Trama pode ser considerada uma das melhores paródias do gênero folhetim
Revendo uma das cenas
Quem diria que um remake poderia causar tanto rebuliço quanto Ti-ti-ti? Nas mãos de Maria Adelaide Amaral, a história original de Cassiano Gabus Mendes ganhou proporções inimagináveis, tanto no desenvolvimento do enredo, devidamente atualizado e com novas histórias paralelas, quanto no sucesso de público — em alguns dias, chegou a alcançar audiência maior que a novela das nove, Insensato coração. E, mais do que isso, "Ti-ti-ti" tem tudo para ocupar lugar privilegiado na história da teledramaturgia. A esta altura — o último capítulo da novela ainda será exibido amanhã —, isso pode parecer exagero. Mas, no futuro, a "Ti-ti-ti" de Maria Adelaide será certamente lembrada, pelo menos, como uma das melhores paródias já feitas ao próprio gênero.
A certa altura, Jaqueline (Claudia Raia) perde a paciência com Thales (Armando Babaioff), que vive um dilema em relação à própria sexualidade. “Enquanto você fica trancado em seu closet, tem gente vivendo uma vida de verdade aqui fora”, diz ela. “Mas o que é que eu faço?”, ele pergunta desesperado. E Jaqueline: “Ora, faz como Laurinha Figueiroa, se joga!”. Quem assistiu a Rainha da sucata (1990) sabe que ela está falando da vilã interpretada por Glória Menezes, que no último capítulo se jogava do alto de um edifício. "Ti-ti-ti" abusou de citações como essa. A mesma Jaqueline xingou várias vezes Suzana (Malu Mader) de “sua fera radical”, referindo-se a "Fera radical", novela estrelada por Malu em 1988.
Em muitos momentos, a metalinguagem surgia como um deboche à própria trama. Ariclenes (Murilo Benício) diz: “Prefiro terminar essa novela na sarjeta a fazer acordo com essa cacatua”. Em outra cena, um personagem exclama: “Mas isso parece romance de novela das sete!”. Os atores pareciam se divertir em cena e a brincadeira sobrava para o telespectador, que respondia com gargalhadas do sofá. E foi assim, entre gargalhadas e muito bom humor, que Maria Adelaide e seu time de colaboradores conseguiram algumas inovações que também contribuirão e muito para colocar "Ti-ti-ti" em evidência quando pensarmos futuramente na evolução do gênero novela.

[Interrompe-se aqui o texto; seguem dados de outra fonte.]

//! Text summaries printed after each command.

use qs_02_group_orchestrator::{
    BookingReceipt, Identity, PoolSummary, Receipt, StatusReport, WithdrawalReceipt,
};
use shared_types::Address;
use std::fmt::Write;

const WIDTH: usize = 72;

/// Titled block of label/value rows.
#[derive(Debug, Default)]
pub struct Summary {
    title: String,
    rows: Vec<(String, String)>,
}

impl Summary {
    /// Empty summary titled `title`.
    pub fn new(title: impl Into<String>) -> Self {
        Self {
            title: title.into(),
            rows: Vec::new(),
        }
    }

    /// Append a row.
    pub fn row(mut self, label: &str, value: impl ToString) -> Self {
        self.rows.push((label.to_string(), value.to_string()));
        self
    }

    /// Render with a banner header and aligned values.
    pub fn render(&self) -> String {
        let label_width = self
            .rows
            .iter()
            .map(|(label, _)| label.chars().count())
            .max()
            .unwrap_or(0);

        let title = format!(" {} ", self.title.to_uppercase());
        let fill = WIDTH.saturating_sub(title.chars().count() + 4);
        let left = fill / 2;
        let right = fill - left;

        let mut out = String::new();
        let _ = writeln!(out, "* {}{}{} *", "=".repeat(left), title, "=".repeat(right));
        out.push('\n');
        for (label, value) in &self.rows {
            let _ = writeln!(out, "   {:<width$}  {}", format!("{}:", label), value, width = label_width + 1);
        }
        out.push('\n');
        let _ = writeln!(out, "* {} *", "=".repeat(WIDTH - 4));
        out
    }
}

fn or_dash<T: ToString>(value: Option<T>) -> String {
    value.map_or_else(|| "-".to_string(), |v| v.to_string())
}

/// Pool overview.
pub fn pool(summary: &PoolSummary) -> String {
    Summary::new("staking pool summary")
        .row("Pool ID", summary.pool_id)
        .row("Creator", summary.creator)
        .row("Escrow", or_dash(summary.escrow))
        .row("Asset ID", or_dash(summary.asset_id))
        .row("Locking rounds", or_dash(summary.locking_rounds))
        .row("Bookable amount", summary.bookable_amount)
        .row("Escrow balance", or_dash(summary.escrow_balance))
        .row("Current round", summary.current_round)
        .render()
}

/// Participant status.
pub fn status(report: &StatusReport) -> String {
    Summary::new("booked staking summary")
        .row("Pool ID", report.pool_id)
        .row("Account", report.participant)
        .row("Booked amount", report.booking.booked_amount)
        .row("Booking round", report.booking.booking_round)
        .row("Unlock round", or_dash(report.unlock_round))
        .row("Current round", report.current_round)
        .row("Status", report.status)
        .render()
}

/// Committed booking.
pub fn booking(receipt: &BookingReceipt) -> String {
    Summary::new("booking committed")
        .row("Pool ID", receipt.pool_id)
        .row("Amount", receipt.amount)
        .row("Booking round", receipt.round)
        .row("Unlock round", receipt.unlock_round)
        .render()
}

/// Committed withdrawal.
pub fn withdrawal(receipt: &WithdrawalReceipt) -> String {
    Summary::new("withdrawal completed")
        .row("Pool ID", receipt.pool_id)
        .row("Payout", receipt.payout)
        .row("Round", receipt.round)
        .render()
}

/// Any other committed group.
pub fn receipt(title: &str, receipt: &Receipt) -> String {
    let mut summary = Summary::new(title).row("Round", receipt.round);
    if let Some(pool_id) = receipt.created_pool {
        summary = summary.row("Pool ID", pool_id);
    }
    if let Some(asset_id) = receipt.created_asset {
        summary = summary.row("Asset ID", asset_id);
    }
    summary.render()
}

/// Account listing.
pub fn accounts(accounts: &[(Identity, Address)]) -> String {
    accounts
        .iter()
        .fold(Summary::new("accounts"), |summary, (identity, address)| {
            summary.row(&identity.0, address)
        })
        .render()
}
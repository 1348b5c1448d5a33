//! Command-line arguments.

use crate::devnet::DEFAULT_BLOCK_TIME_MS;
use clap::{Parser, Subcommand};
use shared_types::{AssetId, PoolId};
use std::path::PathBuf;

/// QS-CLI: Quantum-Stake devnet CLI
#[derive(Parser, Debug)]
#[command(
    name = "qs-cli",
    about = "Create staking pools, book capacity and withdraw on a local devnet",
    version
)]
pub struct Cli {
    /// Devnet state file
    #[arg(long, global = true, env = "QS_STATE", default_value = "qs-devnet.json")]
    pub state: PathBuf,

    /// Print results as JSON instead of summaries
    #[arg(long, global = true)]
    pub json: bool,

    /// Log level filter [default: QS_LOG_LEVEL, then RUST_LOG, then warn]
    #[arg(long, global = true)]
    pub log_level: Option<String>,

    #[command(subcommand)]
    pub command: Commands,
}

/// Level filter when neither the flag nor the environment names one.
pub const DEFAULT_LOG_LEVEL: &str = "warn";

impl Cli {
    /// The `--log-level` flag, then `from_env`, then [`DEFAULT_LOG_LEVEL`].
    pub fn resolve_log_level(&self, from_env: Option<String>) -> String {
        self.log_level
            .clone()
            .or(from_env)
            .unwrap_or_else(|| DEFAULT_LOG_LEVEL.to_string())
    }
}

#[derive(Subcommand, Debug, Clone)]
pub enum Commands {
    /// Start a fresh devnet
    Init {
        /// Milliseconds per round
        #[arg(long, env = "QS_BLOCK_TIME_MS", default_value_t = DEFAULT_BLOCK_TIME_MS)]
        block_time_ms: u64,

        /// Overwrite an existing state file
        #[arg(long)]
        force: bool,
    },

    /// Manage local accounts
    #[command(subcommand)]
    Account(AccountCommand),

    /// Mint, opt in to and move assets
    #[command(subcommand)]
    Asset(AssetCommand),

    /// Produce blocks immediately
    Advance {
        /// Number of rounds
        #[arg(long, default_value_t = 1)]
        rounds: u64,
    },

    /// Deploy, fund and configure a staking pool
    Create {
        #[command(flatten)]
        account: AccountArg,

        /// Staked asset
        #[arg(long)]
        asset: AssetId,

        /// Rounds a booking stays locked
        #[arg(long)]
        locking_rounds: u64,

        /// Amount moved into the escrow
        #[arg(long)]
        funding: u64,
    },

    /// Show a pool summary
    Info {
        /// Pool id
        #[arg(long)]
        pool: u64,
    },

    /// Register in a pool
    Join(PoolArgs),

    /// Leave a pool, forfeiting any active booking
    Leave(PoolArgs),

    /// Book capacity by depositing into the escrow
    Book {
        #[command(flatten)]
        target: PoolArgs,

        /// Deposit
        #[arg(long)]
        amount: u64,
    },

    /// Show a participant's booking status
    Status {
        /// Pool id
        #[arg(long)]
        pool: u64,

        /// Account name or hex address
        #[arg(long)]
        of: String,
    },

    /// Withdraw double the booked amount
    Withdraw {
        #[command(flatten)]
        target: PoolArgs,

        /// Wait for the locking period instead of failing early
        #[arg(long)]
        wait: bool,
    },
}

#[derive(Subcommand, Debug, Clone)]
pub enum AccountCommand {
    /// Generate a new account key
    New {
        /// Account name
        name: String,
    },

    /// List accounts with their addresses
    List,
}

#[derive(Subcommand, Debug, Clone)]
pub enum AssetCommand {
    /// Create a new asset held by the minting account
    Mint {
        #[command(flatten)]
        account: AccountArg,

        /// Total supply
        #[arg(long)]
        total: u64,

        /// Unit name
        #[arg(long, default_value = "UNIT")]
        unit: String,
    },

    /// Open a holding for an asset
    OptIn {
        #[command(flatten)]
        account: AccountArg,

        /// Asset id
        #[arg(long)]
        asset: AssetId,
    },

    /// Transfer an asset
    Send {
        #[command(flatten)]
        account: AccountArg,

        /// Asset id
        #[arg(long)]
        asset: AssetId,

        /// Receiving account name or hex address
        #[arg(long)]
        to: String,

        /// Amount
        #[arg(long)]
        amount: u64,
    },

    /// Show a holding
    Balance {
        /// Account name or hex address
        #[arg(long)]
        of: String,

        /// Asset id
        #[arg(long)]
        asset: AssetId,
    },
}

/// Acting account.
#[derive(clap::Args, Debug, Clone)]
pub struct AccountArg {
    /// Account name
    #[arg(long = "from", env = "QS_ACCOUNT")]
    pub name: String,
}

/// Acting account and pool.
#[derive(clap::Args, Debug, Clone)]
pub struct PoolArgs {
    #[command(flatten)]
    pub account: AccountArg,

    /// Pool id
    #[arg(long)]
    pub pool: u64,
}

impl PoolArgs {
    /// Pool id.
    pub fn pool_id(&self) -> PoolId {
        PoolId(self.pool)
    }
}
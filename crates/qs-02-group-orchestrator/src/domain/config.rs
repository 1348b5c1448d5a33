//! # Configuration
//!
//! Orchestrator and simulated-ledger settings.

use serde::{Deserialize, Serialize};
use shared_types::Round;
use std::time::Duration;

/// Bounded fixed-delay retry for transient ledger failures.
#[derive(Clone, Debug, PartialEq, Eq, Serialize, Deserialize)]
pub struct RetryPolicy {
    /// Attempts including the first one.
    pub max_attempts: u32,
    /// Pause between attempts.
    pub delay: Duration,
}

impl RetryPolicy {
    /// Single attempt, no retry.
    pub fn none() -> Self {
        Self {
            max_attempts: 1,
            delay: Duration::ZERO,
        }
    }

    /// Policy with `max_attempts` and `delay`.
    pub fn fixed(max_attempts: u32, delay: Duration) -> Self {
        Self {
            max_attempts: max_attempts.max(1),
            delay,
        }
    }
}

impl Default for RetryPolicy {
    fn default() -> Self {
        Self {
            max_attempts: 10,
            delay: Duration::from_secs(2),
        }
    }
}

/// Orchestrator configuration.
#[derive(Clone, Debug, PartialEq, Eq, Serialize, Deserialize)]
pub struct OrchestratorConfig {
    /// Fee offered on every operation.
    pub fee: u64,
    /// Fee ceiling baked into escrow rules created by this orchestrator.
    pub escrow_fee_ceiling: u64,
    /// Pause between round and confirmation polls.
    pub poll_interval: Duration,
    /// Retry policy for transient failures.
    pub retry: RetryPolicy,
    /// Rounds an operation stays valid after the round it was built in.
    pub validity_window: Round,
    /// Largest group the orchestrator will assemble.
    pub max_group_size: usize,
    /// Block `withdraw` until the locking period has elapsed.
    pub wait_for_unlock: bool,
}

impl Default for OrchestratorConfig {
    fn default() -> Self {
        Self {
            fee: 1_000,
            escrow_fee_ceiling: qs_01_staking_protocol::DEFAULT_FEE_CEILING,
            poll_interval: Duration::from_millis(250),
            retry: RetryPolicy::default(),
            validity_window: 1_000,
            max_group_size: 16,
            wait_for_unlock: false,
        }
    }
}

/// Simulated ledger configuration.
#[derive(Clone, Debug, PartialEq, Eq, Serialize, Deserialize)]
pub struct LedgerConfig {
    /// Round of the genesis block.
    pub genesis_round: Round,
    /// Largest group accepted.
    pub max_group_size: usize,
}

impl Default for LedgerConfig {
    fn default() -> Self {
        Self {
            genesis_round: 1,
            max_group_size: 16,
        }
    }
}
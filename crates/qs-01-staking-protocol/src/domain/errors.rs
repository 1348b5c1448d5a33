//! # Domain Errors
//!
//! Rejections raised by the pool program and by the escrow rule.
//!
//! Every rejection refuses the whole atomic group; none of them leaves a
//! partial effect behind.

use shared_types::{Address, AssetId, PoolId, Round};
use thiserror::Error;

/// Coarse classification of a rejection.
#[derive(Clone, Copy, Debug, PartialEq, Eq, Hash)]
pub enum ErrorCategory {
    /// Bad setup shape or values, malformed group.
    Configuration,
    /// Wrong signer, wrong accounts on a leg, escrow rule violated.
    Authorization,
    /// Booking state does not allow the transition.
    State,
    /// Update or delete misuse.
    ProtocolImmutability,
    /// Withdrawal amount is not double the booked amount.
    AmountMismatch,
}

/// Pool program rejection.
#[derive(Debug, Clone, PartialEq, Eq, Error)]
pub enum Rejection {
    /// Group shape does not match any transition.
    #[error("Malformed group: {reason}")]
    MalformedGroup {
        /// What was wrong
        reason: &'static str,
    },

    /// Call addressed to another pool.
    #[error("Call targets pool {actual}, expected {expected}")]
    WrongPool {
        /// Pool evaluating the group
        expected: PoolId,
        /// Pool named by the call
        actual: PoolId,
    },

    /// Setup group rejected.
    #[error("Invalid setup: {reason}")]
    InvalidSetup {
        /// What was wrong
        reason: &'static str,
    },

    /// Booking or withdrawal before setup.
    #[error("Pool not configured")]
    NotConfigured,

    /// Caller is not allowed to configure the pool.
    #[error("Unauthorized caller: {caller}")]
    Unauthorized {
        /// Offending caller
        caller: Address,
    },

    /// Caller never joined the pool.
    #[error("Participant not registered")]
    NotRegistered,

    /// Caller joined already.
    #[error("Participant already registered")]
    AlreadyRegistered,

    /// An active booking exists.
    #[error("Already booked at round {booking_round}")]
    AlreadyBooked {
        /// Round of the active booking
        booking_round: Round,
    },

    /// Requested more than the pool can still promise.
    #[error("Capacity exceeded: requested {requested}, available {available}")]
    CapacityExceeded {
        /// Requested deposit
        requested: u64,
        /// Remaining bookable amount
        available: u64,
    },

    /// Deposit leg does not match the pool.
    #[error("Invalid booking: {reason}")]
    InvalidBooking {
        /// What was wrong
        reason: &'static str,
    },

    /// Withdrawal without an active booking.
    #[error("No active booking")]
    NoActiveBooking,

    /// Locking period has not elapsed.
    #[error("Still locked: unlocks at round {unlock_round}, current round {current_round}")]
    StillLocked {
        /// First round a withdrawal may commit
        unlock_round: Round,
        /// Round the group was evaluated in
        current_round: Round,
    },

    /// Release leg does not match the pool.
    #[error("Invalid withdrawal: {reason}")]
    InvalidWithdrawal {
        /// What was wrong
        reason: &'static str,
    },

    /// Release amount is not exactly double.
    #[error("Amount mismatch: expected {expected}, got {actual}")]
    AmountMismatch {
        /// Double the booked amount
        expected: u64,
        /// Amount on the release leg
        actual: u64,
    },

    /// Doubling the booked amount overflows.
    #[error("Payout overflow for booked amount {booked}")]
    PayoutOverflow {
        /// Booked amount
        booked: u64,
    },

    /// Program updates are disabled.
    #[error("Update rejected: pool program is immutable")]
    UpdateRejected,

    /// Only the creator may delete.
    #[error("Delete rejected: {caller} is not the creator")]
    DeleteUnauthorized {
        /// Offending caller
        caller: Address,
    },
}

impl Rejection {
    /// Classification used by callers to pick a reaction.
    pub fn category(&self) -> ErrorCategory {
        match self {
            Self::MalformedGroup { .. }
            | Self::WrongPool { .. }
            | Self::InvalidSetup { .. }
            | Self::NotConfigured => ErrorCategory::Configuration,
            Self::Unauthorized { .. }
            | Self::InvalidBooking { .. }
            | Self::InvalidWithdrawal { .. } => ErrorCategory::Authorization,
            Self::NotRegistered
            | Self::AlreadyRegistered
            | Self::AlreadyBooked { .. }
            | Self::CapacityExceeded { .. }
            | Self::NoActiveBooking
            | Self::StillLocked { .. } => ErrorCategory::State,
            Self::UpdateRejected | Self::DeleteUnauthorized { .. } => {
                ErrorCategory::ProtocolImmutability
            }
            Self::AmountMismatch { .. } | Self::PayoutOverflow { .. } => {
                ErrorCategory::AmountMismatch
            }
        }
    }
}

/// Escrow rule refusal.
#[derive(Debug, Clone, PartialEq, Eq, Error)]
pub enum EscrowRejection {
    /// Only one- and two-leg groups are ever authorized.
    #[error("Unsupported group size: {0}")]
    UnsupportedGroupSize(usize),

    /// No leg at the requested index.
    #[error("No leg at index {index}")]
    LegOutOfRange {
        /// Requested index
        index: usize,
    },

    /// Leg is not sent by this escrow.
    #[error("Leg {index} is not sent by the escrow")]
    NotEscrowLeg {
        /// Leg index
        index: usize,
    },

    /// Escrow may only sign the asset leg of a two-leg group.
    #[error("Escrow leg must be sub-operation 1, found at {index}")]
    LegOutOfPosition {
        /// Leg index
        index: usize,
    },

    /// Escrow may only move assets.
    #[error("Escrow leg is not an asset transfer")]
    NotAssetTransfer,

    /// Wrong asset.
    #[error("Asset mismatch: expected {expected}, got {actual}")]
    AssetMismatch {
        /// Asset the escrow holds
        expected: AssetId,
        /// Asset on the leg
        actual: AssetId,
    },

    /// A single-leg escrow group must be a zero-amount opt-in to self.
    #[error("Single-leg escrow group is not an asset opt-in")]
    NotOptIn,

    /// Fee above the ceiling.
    #[error("Fee {fee} exceeds ceiling {ceiling}")]
    FeeTooHigh {
        /// Offered fee
        fee: u64,
        /// Allowed maximum
        ceiling: u64,
    },

    /// Rekeying the escrow is never allowed.
    #[error("Rekey forbidden")]
    RekeyForbidden,

    /// Closing the escrow holding is never allowed.
    #[error("Close-to forbidden")]
    CloseToForbidden,

    /// Sub-operation 0 is not a call.
    #[error("Sub-operation 0 is not a pool call")]
    FirstLegNotCall,

    /// Sub-operation 0 calls another pool.
    #[error("Call targets pool {actual}, escrow serves {expected}")]
    CallTargetMismatch {
        /// Pool the escrow serves
        expected: PoolId,
        /// Pool named by the call
        actual: PoolId,
    },

    /// Sub-operation 0 has a lifecycle side effect.
    #[error("Pool call must be NoOp")]
    CallNotNoOp,
}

Uma delas foi o tratamento dado à questão da homossexualidade, que deixou a ver navios os que ainda se angustiam com a liberação ou não do “beijo gay” na tevê. Os autores foram mais longe e mostraram as relações amorosas entre pessoas do mesmo sexo com uma naturalidade jamais vista nas telenovelas. Até mesmo os conflitos de Thales em sair do armário eram pontuados com humor — como se percebe no diálogo entre ele e Jaqueline citado acima. Mais do que beijo, sentimentos foram expostos com notável sinceridade por todos os atores envolvidos. Os diálogos entre Julinho (André Arteche) e a resistente Bruna (Giulia Gam), na primeira fase da trama, fizeram mais pela visibilidade gay do que uma dúzia de beijos que pudessem ser exibidos.
Outro aspecto em que "Ti-ti-ti" se mostrou moderninha foi na dessacralização do ato sexual como algo a ser guardado para o ser amado. Todo mundo torcia para que Marcela (Ísis Valverde) voltasse para Edgar (Caio Castro), o que não a impediu de, na tentativa de dissipar sua dúvida entre Edgar e Renato (Guilherme Winter), ir para a cama com o segundo. Em uma novela, digamos, mais quadrada, a heroína teria resistido bravamente à tentação e, vencidos os percalços, voltado “pura” para o amado. O mesmo se deu entre Jorgito (Rafael Cardoso) e Desirée (Mayana Neiva), já que o rapaz acabou se entregando aos encantos da dissimulada Stéphany (Sophie Charlotte). Duvido que algum telespectador mais conservador preferisse que isso não acontecesse, em ambos os casos.